The memo called for corporate America to become more aggressive in molding society's thinking about business, government, politics and law in the US. It inspired wealthy heirs of earlier American industrialists, the Earhart Foundation (whose money came from an oil fortune), and the Smith Richardson Foundation (from the cough medicine dynasty) to use their private charitable foundations−which did not have to report their political activities−to join the Carthage Foundation, founded by Richard Mellon Scaife in 1964. The Carthage Foundation pursued Powell's vision of a pro-business, anti-socialist, minimally government-regulated America based on what he thought America had been in the heyday of early American industrialism, before the Great Depression and the rise of Franklin D. Roosevelt's New Deal.

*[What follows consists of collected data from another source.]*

use tracing::{debug, info, warn};

use crate::constants::{ASTEROID_SPLIT_COUNT, BEST_SCORE_KEY, INITIAL_ASTEROIDS, STARTING_LEVEL};
use crate::rng::SeededRng;
use crate::store::{MemoryScoreStore, ScoreStore};

use super::*;

/// Owns every body in a session and sequences each tick.
///
/// Bodies never hold a reference back to the game; each update call gets
/// the slices it needs to test against and reports outcomes by return
/// value. Removal is deferred: bodies are only flagged during a tick and
/// pruned after all collision passes have run.
pub struct Game<S = MemoryScoreStore, E = NoopEvents> {
    config: GameConfig,
    mode: GameMode,
    ship: Ship,
    asteroids: Vec<Asteroid>,
    projectiles: Vec<Projectile>,
    level: u32,
    score: u32,
    best_score: u32,
    level_banner: LevelBanner,
    frame_count: u32,
    rng: SeededRng,
    store: S,
    events: E,
}

impl Game {
    pub fn new(config: GameConfig, seed: u32) -> Self {
        Self::with_collaborators(config, seed, MemoryScoreStore::new(), NoopEvents)
    }
}

impl<S: ScoreStore, E: GameEvents> Game<S, E> {
    pub fn with_collaborators(config: GameConfig, seed: u32, store: S, events: E) -> Self {
        let mut game = Self {
            config,
            mode: GameMode::WelcomeMenu,
            ship: Ship::spawn(config.ship_spawn()),
            asteroids: Vec::new(),
            projectiles: Vec::new(),
            level: STARTING_LEVEL,
            score: 0,
            best_score: 0,
            level_banner: LevelBanner::hidden(),
            frame_count: 0,
            rng: SeededRng::new(seed),
            store,
            events,
        };
        game.initialize_defaults();
        game
    }

    fn initialize_defaults(&mut self) {
        let center = self.config.center();
        self.ship = Ship::spawn(self.config.ship_spawn());
        self.projectiles.clear();
        self.level = STARTING_LEVEL;
        self.asteroids = self.create_asteroids(INITIAL_ASTEROIDS, center, AsteroidSize::Large);
        self.score = 0;
        self.best_score = self.load_best_score();
        self.frame_count = 0;
        self.level_banner.show();
    }

    fn load_best_score(&self) -> u32 {
        match self.store.load_best_score(BEST_SCORE_KEY) {
            Ok(stored) => stored.unwrap_or(0),
            Err(err) => {
                warn!("best score unavailable, using 0: {err}");
                0
            }
        }
    }

    /// Begins a new session from the welcome menu or after a game over.
    pub fn start(&mut self) {
        if !matches!(self.mode, GameMode::WelcomeMenu | GameMode::GameOver) {
            return;
        }

        self.initialize_defaults();
        self.mode = GameMode::Running;
        info!(best_score = self.best_score, "session started");
        self.events.level_started(self.level);
    }

    pub fn toggle_pause(&mut self) {
        self.mode = match self.mode {
            GameMode::Running => GameMode::Paused,
            GameMode::Paused => GameMode::Running,
            other => other,
        };
    }

    /// Launches a projectile from the ship's nose along its heading.
    pub fn fire_projectile(&mut self) {
        if self.mode != GameMode::Running {
            return;
        }
        self.projectiles
            .push(Projectile::new(self.ship.nose(), self.ship.heading()));
    }

    /// Advances the simulation by `dt` reference frames.
    pub fn update(&mut self, dt: f64) {
        debug_assert!(dt.is_finite() && dt >= 0.0, "invalid tick delta {dt}");
        if self.mode != GameMode::Running {
            return;
        }

        self.frame_count = self.frame_count.wrapping_add(1);

        self.update_asteroids(dt);
        self.update_ship(dt);

        for projectile in &mut self.projectiles {
            projectile.update(dt, &self.config);
        }
        prune_marked(&mut self.projectiles);

        let fragments = self.split_marked_asteroids();
        prune_marked(&mut self.asteroids);
        self.asteroids.extend(fragments);

        if self.mode == GameMode::Running && self.asteroids.is_empty() {
            self.load_next_level();
        }
    }

    /// Advances wall-clock presentation timers. Runs in any mode so blinking
    /// and fades settle while paused.
    pub fn advance_timers(&mut self, elapsed_ms: f64) {
        self.ship.invulnerability.advance(elapsed_ms);
        self.level_banner.advance(elapsed_ms);
    }

    fn update_asteroids(&mut self, dt: f64) {
        let mut destroyed = Vec::new();
        for asteroid in &mut self.asteroids {
            if asteroid.update(dt, &self.config, &mut self.projectiles) {
                destroyed.push(asteroid.size());
            }
        }

        for size in destroyed {
            self.award_asteroid(size);
        }
    }

    fn update_ship(&mut self, dt: f64) {
        if let Some(size) = self.ship.update(dt, &self.config, &mut self.asteroids) {
            self.award_asteroid(size);
            self.on_ship_collision();
        }
    }

    fn award_asteroid(&mut self, size: AsteroidSize) {
        let points = size.points();
        self.score = self.score.saturating_add(points);
        self.events.asteroid_destroyed(size, points);
    }

    fn on_ship_collision(&mut self) {
        let lives = self.ship.lose_life();
        debug!(lives, frame = self.frame_count, "ship hit");
        self.events.ship_hit(lives);

        self.resolve_game_over();

        self.ship.respawn(self.config.center());
    }

    fn resolve_game_over(&mut self) {
        if self.ship.lives() > 0 {
            return;
        }

        if self.score > self.best_score {
            self.best_score = self.score;
            if let Err(err) = self.store.save_best_score(BEST_SCORE_KEY, self.score) {
                warn!("failed to persist best score {}: {err}", self.score);
            }
        }

        self.mode = GameMode::GameOver;
        info!(
            score = self.score,
            best_score = self.best_score,
            level = self.level,
            "game over"
        );
        self.events.game_over(self.score, self.best_score);
    }

    fn split_marked_asteroids(&mut self) -> Vec<Asteroid> {
        let parents: Vec<(Vec2, AsteroidSize)> = self
            .asteroids
            .iter()
            .filter(|asteroid| asteroid.is_marked_for_deletion())
            .filter_map(|asteroid| Some((asteroid.position(), asteroid.size().smaller()?)))
            .collect();

        let mut fragments = Vec::with_capacity(parents.len() * ASTEROID_SPLIT_COUNT);
        for (position, size) in parents {
            fragments.extend(self.create_asteroids(ASTEROID_SPLIT_COUNT, position, size));
        }
        if !fragments.is_empty() {
            debug!(count = fragments.len(), "asteroids split");
        }
        fragments
    }

    fn create_asteroids(&mut self, quantity: usize, at: Vec2, size: AsteroidSize) -> Vec<Asteroid> {
        let speed_range = asteroid_speed_range(self.level);
        (0..quantity)
            .map(|_| Asteroid::spawn(at, size, speed_range, &mut self.rng))
            .collect()
    }

    fn load_next_level(&mut self) {
        self.level += 1;
        self.ship.invulnerability.start();

        let quantity = asteroid_wave_size(self.level);
        self.asteroids = self.create_asteroids(quantity, self.config.center(), AsteroidSize::Large);
        self.level_banner.show();

        debug!(level = self.level, asteroids = quantity, "level advanced");
        self.events.level_started(self.level);
    }

    pub fn config(&self) -> &GameConfig {
        &self.config
    }

    pub fn mode(&self) -> GameMode {
        self.mode
    }

    #[inline]
    pub fn is_game_over(&self) -> bool {
        self.mode == GameMode::GameOver
    }

    pub fn level(&self) -> u32 {
        self.level
    }

    pub fn score(&self) -> u32 {
        self.score
    }

    pub fn best_score(&self) -> u32 {
        self.best_score
    }

    pub fn lives(&self) -> u32 {
        self.ship.lives()
    }

    #[inline]
    pub fn frame_count(&self) -> u32 {
        self.frame_count
    }

    pub fn rng_state(&self) -> u32 {
        self.rng.state()
    }

    pub fn level_banner_opacity(&self) -> f64 {
        self.level_banner.opacity()
    }

    pub fn ship(&self) -> &Ship {
        &self.ship
    }

    /// Control surface for the input handler.
    pub fn ship_mut(&mut self) -> &mut Ship {
        &mut self.ship
    }

    pub fn asteroids(&self) -> &[Asteroid] {
        &self.asteroids
    }

    pub fn projectiles(&self) -> &[Projectile] {
        &self.projectiles
    }

    pub fn store(&self) -> &S {
        &self.store
    }

    pub fn events(&self) -> &E {
        &self.events
    }

    pub fn snapshot(&self) -> WorldSnapshot {
        WorldSnapshot {
            frame_count: self.frame_count,
            mode: self.mode,
            arena: self.config,
            level: self.level,
            score: self.score,
            best_score: self.best_score,
            lives: self.ship.lives(),
            level_banner_opacity: self.level_banner.opacity(),
            ship: ShipSnapshot {
                position: self.ship.position(),
                velocity: self.ship.velocity(),
                heading: self.ship.heading(),
                vertices: self.ship.world_vertices(),
                thrusting: self.ship.is_propelling(),
                invulnerable: self.ship.is_invulnerable(),
                visible: self.ship.is_visible(),
            },
            asteroids: self
                .asteroids
                .iter()
                .map(|asteroid| AsteroidSnapshot {
                    position: asteroid.position(),
                    velocity: asteroid.velocity(),
                    size: asteroid.size(),
                    vertices: asteroid.world_vertices(),
                })
                .collect(),
            projectiles: self
                .projectiles
                .iter()
                .map(|projectile| ProjectileSnapshot {
                    position: projectile.position(),
                    heading: projectile.heading(),
                    distance_travelled: projectile.distance_travelled(),
                    vertices: projectile.world_vertices(),
                })
                .collect(),
        }
    }

    pub fn checkpoint(&self) -> ReplayCheckpoint {
        let position = self.ship.position();
        let velocity = self.ship.velocity();
        ReplayCheckpoint {
            frame_count: self.frame_count,
            rng_state: self.rng.state(),
            score: self.score,
            lives: self.ship.lives(),
            level: self.level,
            asteroids: self.asteroids.len(),
            projectiles: self.projectiles.len(),
            ship_x: position.x,
            ship_y: position.y,
            ship_vx: velocity.x,
            ship_vy: velocity.y,
            ship_heading: self.ship.heading(),
            ship_invulnerable: self.ship.is_invulnerable(),
        }
    }

    pub fn result(&self) -> ReplayResult {
        ReplayResult {
            final_score: self.score,
            best_score: self.best_score,
            final_level: self.level,
            final_lives: self.ship.lives(),
            frame_count: self.frame_count,
            final_rng_state: self.rng.state(),
            game_over: self.is_game_over(),
        }
    }
}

The Powell Memorandum ultimately came to be a blueprint for the rise of the American conservative movement and the formation of a network of influential right-wing think tanks and lobbying organizations, such as the Business Roundtable, The Heritage Foundation, the Cato Institute, Manhattan Institute for Policy Research and the American Legislative Exchange Council (ALEC), and inspired the U.S. Chamber of Commerce to become far more politically active. CUNY professor David Harvey traces the rise of neoliberalism in the US to this memo. Historian Gary Gerstle refers to the memo as "a neoliberal call to arms." Political scientist Aaron Good describes it as an "inverted totalitarian manifesto" designed to identify threats to the established economic order following the democratic upsurge of the 1960s.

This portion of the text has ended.